Leech muscles, like those of worms and most soft-bodied animals, expand and contract as the creatures crawl. When leeches swell up, however, they stretch these muscles to their limit, which should inhibit the expansion and contraction needed to wriggle away. Yet leeches get around just fine, says Shannon Gerry, a biomechanist at Wellesley College in Massachusetts.
Gerry and biomechanist co-author David Ellerby, also of Wellesley, set out to discover why leeches have this extraordinary ability. The duo allowed leeches to feast on sheep’s blood until they were full, measuring both the change in the length of their segments as they fed and the rate at which they spread as they crawled.
Next, the researchers chopped some leeches into segments and then soaked the chunks in serotonin, which stimulates feeding in leeches, or in saline. Then they stretched the segments to lengths that would simulate crawling or swimming after feeding and stimulated the muscles with electrical wires to force them to contract. Segments exposed to serotonin exerted more force than did the control segments, no matter how strained they were, suggesting that serotonin allows the taxed muscles to push past the strain and move even farther. In their paper published in Biology Letters today, the authors suggest that serotonin might relax the molecules that crosslink muscle fibers so that the muscles can move more easily.
The range of motion seen in the muscles of swollen leeches surprised the researchers. When a human arm curls a weight, it goes from fully extended to fully contracted. The length of a human muscle changes by only about 20%, says neurobiologist William Kristan of the University of California, San Diego, who was not involved in the study, since it is constrained by a skeleton. But a bloated leech can sport 300% the muscle length of a hungry, contracted leech.

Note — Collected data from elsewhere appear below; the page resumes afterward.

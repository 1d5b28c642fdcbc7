//! Per-request state machine and event channel.
//!
//! A ticket is created `Queued`, moves to `Running` when the dispatcher
//! submits it, and ends `Completed` or `Failed`. The terminal event is the
//! last thing ever written to its channel; the write end is dropped right
//! after it.

use std::sync::Arc;

use once_cell::sync::OnceCell;
use parking_lot::Mutex;
use tokio::sync::mpsc::{self, UnboundedReceiver, UnboundedSender};
use tracing::{Instrument, debug, error, info, warn};

use common::logger::ticket_span;
use corelib::{RequestId, SimulationInput, TicketEvent, TicketStatus, render_config};
use executor::{RunOutput, SimulationRunner};

use crate::error::TicketError;
use crate::events::TicketEvents;
use crate::model::TicketState;

/// Lifecycle hooks, invoked from the dispatcher while it owns the ticket.
///
/// `on_begin` runs after the `in-progress` status event and before the
/// simulation starts. `on_completed` runs exactly once, after the terminal
/// event.
pub trait TicketListener: Send + Sync {
    fn on_begin(&self, _ticket: &Ticket) {}
    fn on_completed(&self, _ticket: &Ticket) {}
}

struct TicketInner {
    state: TicketState,
    queue_position: u32,
    /// `None` once the channel is closed.
    tx: Option<UnboundedSender<TicketEvent>>,
}

pub struct Ticket {
    input: SimulationInput,
    inner: Mutex<TicketInner>,
    rx: Mutex<Option<UnboundedReceiver<TicketEvent>>>,
    listener: OnceCell<Arc<dyn TicketListener>>,
}

impl Ticket {
    pub fn new(input: SimulationInput, queue_position: u32) -> Self {
        let (tx, rx) = mpsc::unbounded_channel();
        Self {
            input,
            inner: Mutex::new(TicketInner {
                state: TicketState::Queued,
                queue_position,
                tx: Some(tx),
            }),
            rx: Mutex::new(Some(rx)),
            listener: OnceCell::new(),
        }
    }

    pub fn request_id(&self) -> RequestId {
        self.input.request_id()
    }

    pub fn input(&self) -> &SimulationInput {
        &self.input
    }

    pub fn state(&self) -> TicketState {
        self.inner.lock().state
    }

    pub fn queue_position(&self) -> u32 {
        self.inner.lock().queue_position
    }

    /// Install the lifecycle listener. Only the first call takes effect.
    pub fn register_listener(&self, listener: Arc<dyn TicketListener>) -> bool {
        self.listener.set(listener).is_ok()
    }

    /// Take the read end of the event channel. Returns `None` if it was
    /// already handed out.
    pub fn subscribe(&self) -> Option<TicketEvents> {
        self.rx
            .lock()
            .take()
            .map(|rx| TicketEvents::new(self.request_id(), rx))
    }

    /// Move one place closer to the head of the queue.
    ///
    /// Only meaningful while `Queued`; later calls are ignored.
    pub fn advance(&self) {
        let mut inner = self.inner.lock();
        if inner.state != TicketState::Queued {
            debug!(request_id = %self.request_id(), state = %inner.state, "advance ignored");
            return;
        }

        inner.queue_position = inner.queue_position.saturating_sub(1);
        let position = inner.queue_position;
        Self::emit_locked(&mut inner, TicketEvent::Queue { position });
    }

    /// Fail a ticket that never made it into the queue. It gives up its
    /// provisional position, since it never held a place in line.
    pub fn reject(&self, err: &TicketError) {
        let mut inner = self.inner.lock();
        if inner.state != TicketState::Queued {
            warn!(request_id = %self.request_id(), state = %inner.state, "reject ignored");
            return;
        }

        info!(request_id = %self.request_id(), error = %err, "ticket rejected");
        Self::emit_locked(&mut inner, TicketEvent::error(err.to_string()));
        inner.state = TicketState::Failed;
        inner.queue_position = 0;
        inner.tx = None;
    }

    /// Run the ticket to completion. Blocks the caller for the duration of
    /// the simulation.
    pub async fn submit(&self, runner: &dyn SimulationRunner) {
        let span = ticket_span(&self.request_id());
        self.submit_inner(runner).instrument(span).await
    }

    async fn submit_inner(&self, runner: &dyn SimulationRunner) {
        {
            let mut inner = self.inner.lock();
            if inner.state != TicketState::Queued {
                warn!(state = %inner.state, "submit ignored for ticket that is not queued");
                return;
            }
            inner.state = TicketState::Running;
            Self::emit_locked(
                &mut inner,
                TicketEvent::Status {
                    status: TicketStatus::InProgress,
                },
            );
        }

        info!(
            fight_style = %self.input.fight_style(),
            scaling = self.input.enable_scaling(),
            enemies = self.input.number_of_enemies(),
            "ticket running"
        );

        if let Some(listener) = self.listener.get() {
            listener.on_begin(self);
        }

        let config = render_config(&self.input);
        let outcome = runner
            .run(&config, self.input.enable_scaling())
            .await
            .map_err(TicketError::from);

        self.finish(outcome);

        if let Some(listener) = self.listener.get() {
            listener.on_completed(self);
        }
    }

    /// Force a ticket whose execution died (for example a panicking runner)
    /// into `Failed`, so its subscriber and listener still see an end.
    /// Does nothing if the ticket already reached a terminal state.
    pub fn abort(&self, message: &str) {
        {
            let mut inner = self.inner.lock();
            if inner.state.is_terminal() {
                return;
            }
            error!(request_id = %self.request_id(), message, "ticket aborted");
            Self::emit_locked(&mut inner, TicketEvent::error(message));
            inner.state = TicketState::Failed;
            inner.tx = None;
        }

        if let Some(listener) = self.listener.get() {
            listener.on_completed(self);
        }
    }

    fn finish(&self, outcome: Result<RunOutput, TicketError>) {
        let mut inner = self.inner.lock();

        match outcome {
            Ok(output) => {
                if let Some(line) = output.log {
                    Self::emit_locked(&mut inner, TicketEvent::Log { line });
                }
                Self::emit_locked(
                    &mut inner,
                    TicketEvent::Results {
                        report: output.report,
                    },
                );
                inner.state = TicketState::Completed;
                info!("ticket completed");
            }
            Err(err) => {
                error!(error = %err, "ticket failed");
                Self::emit_locked(&mut inner, TicketEvent::error(err.to_string()));
                inner.state = TicketState::Failed;
            }
        }

        inner.tx = None;
    }

    fn emit_locked(inner: &mut TicketInner, event: TicketEvent) {
        let Some(tx) = inner.tx.as_ref() else {
            warn!(?event, "event emitted after channel close; dropped");
            return;
        };

        // The subscriber may have gone away; the ticket still runs to the end.
        if tx.send(event).is_err() {
            debug!("subscriber dropped; event discarded");
        }
    }
}

impl std::fmt::Debug for Ticket {
    fn fmt(&self, f: &mut std::fmt::Formatter<'_>) -> std::fmt::Result {
        let inner = self.inner.lock();
        f.debug_struct("Ticket")
            .field("request_id", &self.request_id())
            .field("state", &inner.state)
            .field("queue_position", &inner.queue_position)
            .finish()
    }
}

Kristan calls the research a "very nice piece of work." He says that the results aren't terribly surprising, however, given serotonin's important role in feeding. He's interested in finding out whether serotonin makes leeches hungry as it prepares their muscles to stretch.
For her part, Gerry looks forward to further elucidating the biomechanics of leech muscles, despite the squeamishness of some colleagues. Although people are interested in her experiment, she says they never want to come too close.